Diiron Oxadithiolate Type Models for the Active Site of Iron-Only Hydrogenases and Biomimetic Hydrogen Evolution Catalyzed by Fe2(μ-SCH2OCH2S-μ)(CO)6
datasetposted on 05.12.2005, 00:00 by Li-Cheng Song, Zhi-Yong Yang, Hong-Zhu Bian, Yang Liu, Hu-Ting Wang, Xu-Feng Liu, Qing-Mei Hu
The biomimetic chemistry of single and double oxadithiolatodiiron-containing model compounds for the active site of Fe-only hydrogenases (FeHases) has been systematically studied. The simplest such model, Fe2(μ-SCH2OCH2S-μ)(CO)6 (1), was prepared by reaction of (μ-S2)Fe2(CO)6 with 2 equiv of Et3BHLi followed by direct treatment with excess (ClCH2)2O or by successive treatment with 2 equiv of CF3CO2H and excess (ClCH2)2O in the presence of Et3N. Further reaction of 1 with 1 equiv of Me3NO in MeCN at room temperature followed by treatment of the intermediate Fe2(μ-SCH2OCH2S-μ)(CO)5L (L = MeCN or Me3N) with 1 equiv of Et4NCN, PPh3, or Cp(CO)2FeSPh gave the single models Fe2(μ-SCH2OCH2S-μ)(CO)5La (2, La = (CN)(Et4N); 3, PPh3; 4, Cp(CO)2FeSPh) in 62−93% yields, whereas the in situ treatment of the intermediate Fe2(μ-SCH2OCH2S-μ)(CO)5L with 0.5 equiv of 1,4-(CN)2C6H4, (η5-Ph2PC5H4)2Fe (dppf), or (η5-Ph2PC5H4)2Ru (dppr) afforded the double models [Fe2(μ-SCH2OCH2S-μ)(CO)5]2Lb (5, Lb = 1,4-(CN)2C6H4; 6, dppf; 7, dppr) in 57−90% yields.
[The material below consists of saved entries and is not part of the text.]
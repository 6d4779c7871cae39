//! Command-line interface for the WaveNet vocoder.
//!
//! Creates checkpoints, extracts mel features, vocodes mel spectrograms to WAV
//! and scores a model on recorded audio.

#![recursion_limit = "256"]

use anyhow::Result;
use burn::tensor::backend::Backend;
use burn_ndarray::{NdArray, NdArrayDevice};
use clap::ValueEnum;
use clap::{Parser, Subcommand};
use std::ops::ControlFlow;
use std::path::{Path, PathBuf};
use std::sync::atomic::{AtomicBool, Ordering};
use std::sync::Arc;
use wavenet::audio::io::{StreamingWavWriter, WavIo};
use wavenet::audio::MelSpectrogram;
use wavenet::config::{load_config, Config};
use wavenet::logging::{init_logging, LogFormat};
use wavenet::perf;
use wavenet::runtime::{init_checkpoint, mel_from_wav, VocodeParams, VocoderRuntime};

#[cfg(feature = "backend-wgpu")]
use burn_wgpu::graphics::AutoGraphicsApi;
#[cfg(feature = "backend-wgpu")]
use burn_wgpu::{init_setup, Wgpu, WgpuDevice};

/// Supported compute backends.
#[derive(Debug, Clone, Copy, PartialEq, Eq, ValueEnum)]
#[value(rename_all = "kebab-case")]
enum BackendChoice {
    /// Use the WGPU backend (GPU acceleration when available).
    Wgpu,
    /// Use the ndarray backend (CPU).
    Ndarray,
}

#[cfg(feature = "backend-wgpu")]
const DEFAULT_BACKEND: BackendChoice = BackendChoice::Wgpu;
#[cfg(not(feature = "backend-wgpu"))]
const DEFAULT_BACKEND: BackendChoice = BackendChoice::Ndarray;

/// Top-level CLI options.
#[derive(Parser)]
#[command(name = "wavenet")]
#[command(about = "Mel-conditioned WaveNet vocoder", long_about = None)]
struct Cli {
    /// Print performance summary at the end of the run.
    #[arg(long, short, global = true)]
    verbose: bool,
    /// Compute backend to use.
    #[arg(long, value_enum, default_value_t = DEFAULT_BACKEND, global = true)]
    backend: BackendChoice,
    /// Log filter (overridden by RUST_LOG).
    #[arg(long, default_value = "warn", global = true)]
    log_level: String,
    /// Log output format.
    #[arg(long, value_enum, default_value_t = LogFormat::Text, global = true)]
    log_format: LogFormat,
    /// Subcommand to execute.
    #[command(subcommand)]
    command: Commands,
}

/// CLI subcommands.
#[derive(Subcommand)]
enum Commands {
    /// Write a randomly initialised checkpoint.
    Init {
        /// Output safetensors path.
        #[arg(long)]
        output: PathBuf,
        /// Model configuration YAML; built-in defaults when omitted.
        #[arg(long)]
        config: Option<PathBuf>,
        /// Also write the config here, pointing at the new weights.
        #[arg(long)]
        save_config: Option<PathBuf>,
        /// Initialisation seed.
        #[arg(long, default_value_t = 0)]
        seed: u64,
    },
    /// Extract conditioning mel features from a WAV file.
    Mel {
        /// Input WAV file.
        input: PathBuf,
        /// Output safetensors path.
        #[arg(long)]
        output: PathBuf,
        /// Model configuration YAML.
        #[arg(long)]
        config: PathBuf,
    },
    /// Generate a waveform from a WAV file's mel features or a saved mel.
    Vocode {
        /// Input WAV file or mel safetensors.
        input: PathBuf,
        /// Output WAV path.
        #[arg(long)]
        output: PathBuf,
        /// Model configuration YAML.
        #[arg(long)]
        config: PathBuf,
        /// Weights file or hf:// URL; overrides the config.
        #[arg(long)]
        weights: Option<String>,
        /// Sampling seed.
        #[arg(long)]
        seed: Option<u64>,
        /// Sampling temperature.
        #[arg(long)]
        temperature: Option<f32>,
        /// Stop after this many samples.
        #[arg(long)]
        max_samples: Option<usize>,
        /// Samples per generated chunk.
        #[arg(long, default_value_t = 4096)]
        chunk_size: usize,
        /// Stream audio to disk as it is generated.
        #[arg(long)]
        stream: bool,
        /// Print per-chunk progress.
        #[arg(long)]
        progress: bool,
    },
    /// Teacher-forced loss and accuracy on a WAV file.
    Evaluate {
        /// Input WAV file.
        input: PathBuf,
        /// Model configuration YAML.
        #[arg(long)]
        config: PathBuf,
        /// Weights file or hf:// URL; overrides the config.
        #[arg(long)]
        weights: Option<String>,
        /// Seed for the crop offset.
        #[arg(long, default_value_t = 0)]
        seed: u64,
    },
    /// Print model dimensions.
    Info {
        /// Model configuration YAML.
        #[arg(long)]
        config: PathBuf,
        /// Weights file or hf:// URL; overrides the config.
        #[arg(long)]
        weights: Option<String>,
    },
}

#[derive(Debug, Clone)]
struct VocodeArgs {
    input: PathBuf,
    output: PathBuf,
    config: PathBuf,
    weights: Option<String>,
    params: VocodeParams,
    stream: bool,
    progress: bool,
}

/// Run `$func::<Backend>(args..., &device)` on the selected backend.
macro_rules! on_backend {
    ($backend:expr, $func:ident ( $($arg:expr),* )) => {
        match $backend {
            BackendChoice::Wgpu => {
                #[cfg(feature = "backend-wgpu")]
                {
                    let device = WgpuDevice::default();
                    init_setup::<AutoGraphicsApi>(&device, Default::default());
                    $func::<Wgpu>($($arg,)* &device)?;
                }
                #[cfg(not(feature = "backend-wgpu"))]
                {
                    $(let _ = $arg;)*
                    anyhow::bail!("WGPU backend not enabled; build with --features backend-wgpu");
                }
            }
            BackendChoice::Ndarray => {
                let device = NdArrayDevice::default();
                $func::<NdArray<f32>>($($arg,)* &device)?;
            }
        }
    };
}

/// Entry point for the CLI.
fn main() -> Result<()> {
    let cli = Cli::parse();
    init_logging(&cli.log_level, cli.log_format);
    let verbose = cli.verbose;
    let backend = cli.backend;

    match cli.command {
        Commands::Init {
            output,
            config,
            save_config,
            seed,
        } => {
            let config = match config {
                Some(path) => load_config(path)?,
                None => Config::default(),
            };
            on_backend!(backend, run_init(&config, seed, &output, save_config.as_deref()));
        }
        Commands::Mel {
            input,
            output,
            config,
        } => {
            let config = load_config(config)?;
            let mel = mel_from_wav(&config, &input)?;
            mel.save(&output)?;
            println!("{} frames x {} mels", mel.frames, mel.n_mels);
        }
        Commands::Vocode {
            input,
            output,
            config,
            weights,
            seed,
            temperature,
            max_samples,
            chunk_size,
            stream,
            progress,
        } => {
            let args = VocodeArgs {
                input,
                output,
                config,
                weights,
                params: VocodeParams {
                    seed,
                    temperature,
                    max_samples,
                    chunk_size,
                },
                stream,
                progress,
            };
            let interrupted = Arc::new(AtomicBool::new(false));
            let interrupt_flag = Arc::clone(&interrupted);
            ctrlc::set_handler(move || {
                interrupt_flag.store(true, Ordering::SeqCst);
            })?;
            on_backend!(backend, run_vocode(args, interrupted));
        }
        Commands::Evaluate {
            input,
            config,
            weights,
            seed,
        } => {
            on_backend!(backend, run_evaluate(&input, &config, weights.as_deref(), seed));
        }
        Commands::Info { config, weights } => {
            on_backend!(backend, run_info(&config, weights.as_deref()));
        }
    }

    if verbose {
        eprintln!("{}", perf::report());
    }

    Ok(())
}

fn run_init<B: Backend>(
    config: &Config,
    seed: u64,
    output: &Path,
    save_config: Option<&Path>,
    device: &B::Device,
) -> Result<()> {
    let params = init_checkpoint::<B>(config, seed, output, save_config, device)?;
    println!("wrote {params} parameters to {}", output.display());
    Ok(())
}

fn run_vocode<B: Backend>(
    args: VocodeArgs,
    interrupted: Arc<AtomicBool>,
    device: &B::Device,
) -> Result<()> {
    let runtime =
        VocoderRuntime::<B>::from_config_path(&args.config, args.weights.as_deref(), device)?;
    if interrupted.load(Ordering::SeqCst) {
        anyhow::bail!("Interrupted");
    }
    let mel = if is_safetensors_path(&args.input) {
        MelSpectrogram::load(&args.input)?
    } else {
        runtime.mel_from_wav(&args.input)?
    };
    let sample_rate = runtime.config().audio.sample_rate;
    let total = args
        .params
        .max_samples
        .map_or(mel.frames * runtime.model().hop_length(), |max| {
            max.min(mel.frames * runtime.model().hop_length())
        });

    if args.stream {
        let mut writer = StreamingWavWriter::create(&args.output, sample_rate)?;
        runtime.vocode(&mel, &args.params, |chunk| {
            writer.write_chunk(chunk)?;
            if args.progress {
                eprintln!("wrote {}/{total} samples", writer.written());
            }
            Ok(interrupt_flow(&interrupted))
        })?;
        writer.finalize()?;
    } else {
        let mut samples = Vec::with_capacity(total);
        runtime.vocode(&mel, &args.params, |chunk| {
            samples.extend_from_slice(chunk);
            if args.progress {
                eprintln!("generated {}/{total} samples", samples.len());
            }
            Ok(interrupt_flow(&interrupted))
        })?;
        if interrupted.load(Ordering::SeqCst) {
            anyhow::bail!("Interrupted");
        }
        WavIo::write_mono(&args.output, &samples, sample_rate)?;
    }

    if interrupted.load(Ordering::SeqCst) {
        anyhow::bail!("Interrupted");
    }
    Ok(())
}

fn run_evaluate<B: Backend>(
    input: &Path,
    config: &Path,
    weights: Option<&str>,
    seed: u64,
    device: &B::Device,
) -> Result<()> {
    let runtime = VocoderRuntime::<B>::from_config_path(config, weights, device)?;
    let report = runtime.evaluate_wav(input, seed)?;
    println!("loss: {:.4}", report.loss);
    println!("accuracy: {:.4}", report.accuracy);
    Ok(())
}

fn run_info<B: Backend>(config: &Path, weights: Option<&str>, device: &B::Device) -> Result<()> {
    let runtime = VocoderRuntime::<B>::from_config_path(config, weights, device)?;
    println!("{}", runtime.info());
    Ok(())
}

fn interrupt_flow(interrupted: &AtomicBool) -> ControlFlow<()> {
    if interrupted.load(Ordering::SeqCst) {
        ControlFlow::Break(())
    } else {
        ControlFlow::Continue(())
    }
}

fn is_safetensors_path(path: &Path) -> bool {
    path.extension()
        .and_then(|ext| ext.to_str())
        .is_some_and(|ext| ext.eq_ignore_ascii_case("safetensors"))
}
However, in contrast to 5−7, the double models [Fe2(μ-SCH2OCH2S-μ)(CO)n]2Lc (8, n = 5, Lc = (Ph2PCH2CH2OCH2)2; 9, n = 4, Lc = [(Ph2PCH2)2NCH2]2) could be prepared by direct reaction of 1 in toluene at reflux with 0.5 equiv of diphosphine (Ph2PCH2CH2OCH2)2 and tetraphosphine [(Ph2PCH2)2NCH2]2 in 86% and 56% yields, respectively. 1−9 were characterized by elemental analysis and spectroscopy, and particularly for 1, 2, and 4−9 by X-ray diffraction analysis. The structural features of some model compounds are compared with those of the active site of FeHases. While the cyclic voltammetric behavior of 1 and 5 was studied, 1 was found to be a catalyst for proton reduction of acetic acid to give hydrogen under the corresponding electrochemical conditions. An EECC mechanism for such electrocatalytic H2 production is preliminarily suggested.